Dance review: Solstice

A compilation of classics is a tonic after months of no live performances


Post-lockdown ballet performances mean we are not likely to see many three-act ballets with their complicated sets and large casts very soon. Instead, companies are seizing the opportunity to present excerpts from popular classics or small one-act works.

English National Ballet’s short season at the Royal Festival Hall is called Solstice, and features well-loved favourites along with less familiar new pieces. The performance begins with an abbreviated version of the third act of Coppelia. Taken out of the context of the full ballet, and without the usual town square setting, it is somewhat lacking in emotion, despite the excellence of the dancing. The famous Dance of the Hours is particularly pretty, with the corps on top form, and the music, by Delibes, is some of the loveliest written for ballet.

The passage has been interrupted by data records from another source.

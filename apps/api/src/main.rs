mod assistant;
mod config;
mod documents;
mod errors;
mod feedback;
mod interview;
mod llm_client;
mod profiles;
mod resume;
mod routes;
mod state;

use anyhow::{Context, Result};
use axum::http::{header, HeaderValue, Method};
use std::net::SocketAddr;
use std::sync::Arc;
use tower_http::{
    cors::{AllowOrigin, CorsLayer},
    trace::TraceLayer,
};
use tracing::info;
use tracing_subscriber::{layer::SubscriberExt, util::SubscriberInitExt, EnvFilter};

use crate::config::Config;
use crate::llm_client::LlmClient;
use crate::routes::build_router;
use crate::state::AppState;

#[tokio::main]
async fn main() -> Result<()> {
    // Load configuration first (fails on missing required env vars)
    let config = Config::from_env()?;

    // Initialize structured logging
    tracing_subscriber::registry()
        .with(EnvFilter::try_from_default_env().unwrap_or_else(|_| {
            EnvFilter::new(format!(
                "{}={},tower_http={}",
                env!("CARGO_CRATE_NAME"),
                &config.rust_log,
                &config.rust_log
            ))
        }))
        .with(tracing_subscriber::fmt::layer())
        .init();

    info!("Starting Cypher API v{}", env!("CARGO_PKG_VERSION"));

    // Initialize LLM client
    let llm = LlmClient::new(config.gemini_api_key.clone(), config.gemini_api_base.clone())
        .context("Failed to build Gemini HTTP client")?;
    info!(
        "LLM client initialized (analysis model: {}, chat model: {})",
        config.analysis_model, config.chat_model
    );

    let cors = build_cors(&config)?;
    info!("CORS allowed origins: {:?}", config.cors_origins);

    let state = AppState {
        llm: Arc::new(llm),
        config: config.clone(),
    };

    let app = build_router(state)
        .layer(TraceLayer::new_for_http())
        .layer(cors);

    let addr: SocketAddr = format!("0.0.0.0:{}", config.port).parse()?;
    info!("Listening on {addr}");

    let listener = tokio::net::TcpListener::bind(addr).await?;
    axum::serve(listener, app).await?;

    Ok(())
}

/// CORS restricted to the configured front-end origins.
fn build_cors(config: &Config) -> Result<CorsLayer> {
    let origins = config
        .cors_origins
        .iter()
        .map(|origin| {
            origin
                .parse::<HeaderValue>()
                .with_context(|| format!("Invalid CORS origin '{origin}'"))
        })
        .collect::<Result<Vec<_>>>()?;

    Ok(CorsLayer::new()
        .allow_origin(AllowOrigin::list(origins))
        .allow_methods([Method::GET, Method::POST, Method::PUT, Method::DELETE])
        .allow_headers([header::CONTENT_TYPE]))
}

Other offerings include the pas de trois from Le Corsaire (more frequently performed at galas as a pas de deux), with Daniel McCormick in spectacular form, and the Black Swan pas de deux from Swan Lake. Taken out of the entire ballet, it loses much of its drama and becomes just an exercise in virtuoso dancing, but nevertheless, it is thrilling to watch. Erina Takahashi and Joseph Caley pull out all the stops and it would be good to see them dance the complete work.

That other popular Tchaikovsky classic, The Sleeping Beauty, also makes an appearance with the Jewels pas de quatre taken from the last act. It sparkles in every sense of the word: the costumes are glorious and the dancing crisp and precise.

The modern pieces work just as well, with Akram Khan’s Dust particularly moving. The performance finishes with William Forsythe’s Playlist, an exuberant all-male ensemble which showcases the immaculate timing of the company and sheer joyful nature of dance. What a tonic – both for the audience and the dancers – after months away from the stage.


The English National Ballet is at the Royal Festival Hall until 26 June.